**Collected data entries**
* * * * *

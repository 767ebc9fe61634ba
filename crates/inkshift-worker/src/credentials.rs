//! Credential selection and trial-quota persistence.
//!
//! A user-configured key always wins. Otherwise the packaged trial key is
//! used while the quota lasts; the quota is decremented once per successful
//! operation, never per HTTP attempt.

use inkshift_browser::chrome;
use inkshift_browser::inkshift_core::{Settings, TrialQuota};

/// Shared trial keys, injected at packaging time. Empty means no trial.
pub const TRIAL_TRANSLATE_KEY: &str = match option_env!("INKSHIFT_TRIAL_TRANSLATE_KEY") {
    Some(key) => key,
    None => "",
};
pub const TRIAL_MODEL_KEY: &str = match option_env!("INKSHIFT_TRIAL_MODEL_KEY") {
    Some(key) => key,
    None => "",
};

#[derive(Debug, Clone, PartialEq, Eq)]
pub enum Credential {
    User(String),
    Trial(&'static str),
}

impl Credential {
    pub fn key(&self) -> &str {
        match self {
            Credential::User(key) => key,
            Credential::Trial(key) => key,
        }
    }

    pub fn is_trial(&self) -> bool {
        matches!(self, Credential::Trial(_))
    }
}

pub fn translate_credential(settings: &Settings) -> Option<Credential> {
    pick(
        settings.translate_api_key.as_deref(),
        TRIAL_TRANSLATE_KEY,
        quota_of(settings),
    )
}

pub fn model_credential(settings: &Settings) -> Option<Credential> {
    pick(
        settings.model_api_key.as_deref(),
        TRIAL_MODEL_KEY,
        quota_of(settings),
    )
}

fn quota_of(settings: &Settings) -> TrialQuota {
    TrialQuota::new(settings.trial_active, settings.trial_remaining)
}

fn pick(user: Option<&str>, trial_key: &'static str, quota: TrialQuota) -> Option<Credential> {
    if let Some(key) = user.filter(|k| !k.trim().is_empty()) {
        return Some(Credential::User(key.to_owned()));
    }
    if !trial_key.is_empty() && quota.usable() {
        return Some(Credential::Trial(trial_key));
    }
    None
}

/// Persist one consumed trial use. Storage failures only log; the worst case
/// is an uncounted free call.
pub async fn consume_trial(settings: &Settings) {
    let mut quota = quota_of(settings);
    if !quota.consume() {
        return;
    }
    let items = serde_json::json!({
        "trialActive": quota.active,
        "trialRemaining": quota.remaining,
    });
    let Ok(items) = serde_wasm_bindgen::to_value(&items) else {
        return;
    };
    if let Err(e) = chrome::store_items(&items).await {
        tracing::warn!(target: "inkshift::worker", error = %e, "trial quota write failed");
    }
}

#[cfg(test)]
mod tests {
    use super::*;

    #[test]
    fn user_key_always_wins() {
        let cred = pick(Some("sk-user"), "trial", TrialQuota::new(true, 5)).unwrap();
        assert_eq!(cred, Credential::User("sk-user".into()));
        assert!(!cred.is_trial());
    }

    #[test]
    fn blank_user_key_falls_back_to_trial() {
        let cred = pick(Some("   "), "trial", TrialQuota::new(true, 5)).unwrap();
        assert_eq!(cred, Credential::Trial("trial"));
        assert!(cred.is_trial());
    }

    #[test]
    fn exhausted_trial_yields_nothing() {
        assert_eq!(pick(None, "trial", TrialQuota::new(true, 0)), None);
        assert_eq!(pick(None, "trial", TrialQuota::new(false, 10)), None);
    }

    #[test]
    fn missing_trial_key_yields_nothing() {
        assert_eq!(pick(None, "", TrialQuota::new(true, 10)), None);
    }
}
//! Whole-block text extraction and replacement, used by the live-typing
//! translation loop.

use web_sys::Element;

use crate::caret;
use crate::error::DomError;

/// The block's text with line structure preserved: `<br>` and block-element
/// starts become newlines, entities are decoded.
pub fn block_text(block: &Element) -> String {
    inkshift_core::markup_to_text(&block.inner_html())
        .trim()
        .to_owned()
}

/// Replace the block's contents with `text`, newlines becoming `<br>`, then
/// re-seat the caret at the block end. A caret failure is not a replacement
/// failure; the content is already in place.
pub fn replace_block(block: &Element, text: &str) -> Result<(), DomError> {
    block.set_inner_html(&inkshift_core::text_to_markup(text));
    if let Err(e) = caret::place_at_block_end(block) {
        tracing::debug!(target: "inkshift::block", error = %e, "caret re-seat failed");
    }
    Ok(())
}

* * * * *

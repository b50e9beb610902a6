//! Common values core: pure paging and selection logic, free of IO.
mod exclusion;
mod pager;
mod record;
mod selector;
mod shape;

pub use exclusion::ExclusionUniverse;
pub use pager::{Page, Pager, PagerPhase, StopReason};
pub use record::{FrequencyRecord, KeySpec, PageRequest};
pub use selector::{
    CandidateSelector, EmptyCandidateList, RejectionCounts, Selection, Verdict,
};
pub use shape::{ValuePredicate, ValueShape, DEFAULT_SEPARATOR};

* * * * *

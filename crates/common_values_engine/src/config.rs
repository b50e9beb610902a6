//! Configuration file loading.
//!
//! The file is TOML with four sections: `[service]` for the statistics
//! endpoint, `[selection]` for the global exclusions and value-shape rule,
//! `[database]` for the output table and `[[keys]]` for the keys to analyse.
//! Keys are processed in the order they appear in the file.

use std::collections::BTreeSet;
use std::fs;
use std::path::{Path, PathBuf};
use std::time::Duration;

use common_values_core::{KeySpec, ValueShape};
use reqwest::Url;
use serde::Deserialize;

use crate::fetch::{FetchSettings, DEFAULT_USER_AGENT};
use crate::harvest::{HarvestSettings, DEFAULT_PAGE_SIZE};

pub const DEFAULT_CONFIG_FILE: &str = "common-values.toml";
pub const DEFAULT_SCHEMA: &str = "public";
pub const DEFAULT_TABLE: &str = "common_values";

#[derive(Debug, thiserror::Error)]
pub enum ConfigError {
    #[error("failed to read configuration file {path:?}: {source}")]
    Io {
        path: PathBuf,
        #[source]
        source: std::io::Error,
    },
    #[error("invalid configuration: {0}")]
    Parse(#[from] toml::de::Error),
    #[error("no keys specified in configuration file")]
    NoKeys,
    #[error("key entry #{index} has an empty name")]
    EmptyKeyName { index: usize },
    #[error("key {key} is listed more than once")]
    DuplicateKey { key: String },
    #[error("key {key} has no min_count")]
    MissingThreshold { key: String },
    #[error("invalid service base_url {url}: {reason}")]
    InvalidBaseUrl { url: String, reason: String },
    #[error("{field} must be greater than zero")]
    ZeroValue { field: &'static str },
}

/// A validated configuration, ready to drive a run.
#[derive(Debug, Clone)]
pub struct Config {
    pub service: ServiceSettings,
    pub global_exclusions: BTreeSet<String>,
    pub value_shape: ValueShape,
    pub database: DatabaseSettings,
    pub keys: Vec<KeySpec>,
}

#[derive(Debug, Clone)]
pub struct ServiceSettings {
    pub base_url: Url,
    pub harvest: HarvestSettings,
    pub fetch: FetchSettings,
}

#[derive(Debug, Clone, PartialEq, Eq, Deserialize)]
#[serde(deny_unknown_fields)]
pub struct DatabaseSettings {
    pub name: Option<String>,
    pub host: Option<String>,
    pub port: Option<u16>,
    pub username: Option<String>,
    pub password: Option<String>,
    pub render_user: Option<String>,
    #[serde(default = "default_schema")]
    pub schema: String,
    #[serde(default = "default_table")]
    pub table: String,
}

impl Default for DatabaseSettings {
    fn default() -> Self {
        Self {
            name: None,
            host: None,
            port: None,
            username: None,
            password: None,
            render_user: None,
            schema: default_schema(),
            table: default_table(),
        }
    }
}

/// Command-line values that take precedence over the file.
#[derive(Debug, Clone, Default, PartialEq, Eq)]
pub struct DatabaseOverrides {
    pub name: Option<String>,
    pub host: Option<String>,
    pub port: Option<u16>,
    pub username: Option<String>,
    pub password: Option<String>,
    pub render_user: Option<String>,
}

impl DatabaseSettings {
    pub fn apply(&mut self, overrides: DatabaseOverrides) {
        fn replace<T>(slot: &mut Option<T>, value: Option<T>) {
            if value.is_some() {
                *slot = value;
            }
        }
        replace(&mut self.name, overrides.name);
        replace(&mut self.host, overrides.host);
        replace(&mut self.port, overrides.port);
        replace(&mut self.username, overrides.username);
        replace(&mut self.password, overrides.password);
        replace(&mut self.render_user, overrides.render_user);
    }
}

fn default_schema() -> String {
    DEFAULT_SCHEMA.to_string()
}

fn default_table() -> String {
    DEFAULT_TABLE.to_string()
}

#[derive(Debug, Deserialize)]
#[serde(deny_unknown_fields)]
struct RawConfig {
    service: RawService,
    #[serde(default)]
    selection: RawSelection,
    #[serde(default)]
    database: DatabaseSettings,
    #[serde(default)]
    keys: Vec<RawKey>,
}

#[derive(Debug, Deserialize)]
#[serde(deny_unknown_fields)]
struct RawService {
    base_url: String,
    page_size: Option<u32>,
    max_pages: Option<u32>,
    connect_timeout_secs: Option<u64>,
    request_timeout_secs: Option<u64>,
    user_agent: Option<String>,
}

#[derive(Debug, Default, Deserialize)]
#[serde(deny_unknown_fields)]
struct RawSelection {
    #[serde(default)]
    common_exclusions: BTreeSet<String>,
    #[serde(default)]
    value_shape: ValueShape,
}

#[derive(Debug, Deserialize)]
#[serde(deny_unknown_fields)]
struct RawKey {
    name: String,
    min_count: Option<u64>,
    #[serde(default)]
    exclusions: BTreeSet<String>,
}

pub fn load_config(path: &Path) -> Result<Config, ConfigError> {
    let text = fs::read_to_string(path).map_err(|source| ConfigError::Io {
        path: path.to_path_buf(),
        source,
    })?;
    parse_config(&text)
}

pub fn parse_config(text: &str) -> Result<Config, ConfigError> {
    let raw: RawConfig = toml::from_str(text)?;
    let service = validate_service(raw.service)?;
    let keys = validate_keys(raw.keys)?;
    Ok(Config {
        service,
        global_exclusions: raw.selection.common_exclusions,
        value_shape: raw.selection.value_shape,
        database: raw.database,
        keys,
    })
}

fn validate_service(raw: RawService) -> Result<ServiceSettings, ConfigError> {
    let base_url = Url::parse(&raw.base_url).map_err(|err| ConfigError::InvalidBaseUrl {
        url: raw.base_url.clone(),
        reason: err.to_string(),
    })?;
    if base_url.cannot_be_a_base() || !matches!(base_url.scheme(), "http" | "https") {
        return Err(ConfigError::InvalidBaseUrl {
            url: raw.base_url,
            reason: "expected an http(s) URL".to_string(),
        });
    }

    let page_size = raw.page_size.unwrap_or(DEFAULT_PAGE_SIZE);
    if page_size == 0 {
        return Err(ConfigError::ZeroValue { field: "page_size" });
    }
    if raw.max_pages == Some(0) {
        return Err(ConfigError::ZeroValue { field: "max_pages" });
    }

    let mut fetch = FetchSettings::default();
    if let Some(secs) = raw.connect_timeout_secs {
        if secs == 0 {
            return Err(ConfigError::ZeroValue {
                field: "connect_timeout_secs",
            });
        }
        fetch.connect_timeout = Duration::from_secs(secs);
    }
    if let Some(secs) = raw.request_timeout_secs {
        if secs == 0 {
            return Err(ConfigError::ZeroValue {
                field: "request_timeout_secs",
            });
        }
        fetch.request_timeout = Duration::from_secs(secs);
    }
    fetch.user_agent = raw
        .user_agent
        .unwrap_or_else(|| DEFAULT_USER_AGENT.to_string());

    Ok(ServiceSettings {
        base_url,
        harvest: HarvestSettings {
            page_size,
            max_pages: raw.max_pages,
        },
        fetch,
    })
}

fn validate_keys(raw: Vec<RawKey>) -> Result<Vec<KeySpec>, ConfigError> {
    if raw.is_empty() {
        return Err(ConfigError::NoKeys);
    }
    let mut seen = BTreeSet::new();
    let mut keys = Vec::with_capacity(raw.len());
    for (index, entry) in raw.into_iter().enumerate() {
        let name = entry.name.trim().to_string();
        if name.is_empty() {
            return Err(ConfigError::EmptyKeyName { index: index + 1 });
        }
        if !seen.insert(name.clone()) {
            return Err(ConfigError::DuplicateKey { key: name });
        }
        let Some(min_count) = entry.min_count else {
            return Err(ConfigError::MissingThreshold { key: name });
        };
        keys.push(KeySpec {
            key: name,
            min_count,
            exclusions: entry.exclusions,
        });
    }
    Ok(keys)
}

* * * * *

**YOUR GOAL**
In the records above, find each line holding "failed" and copy it.

**SOLUTION**
        tracing::warn!(target: "inkshift::worker", error = %e, "trial quota write failed");
        tracing::debug!(target: "inkshift::block", error = %e, "caret re-seat failed");
    #[error("failed to read configuration file {path:?}: {source}")]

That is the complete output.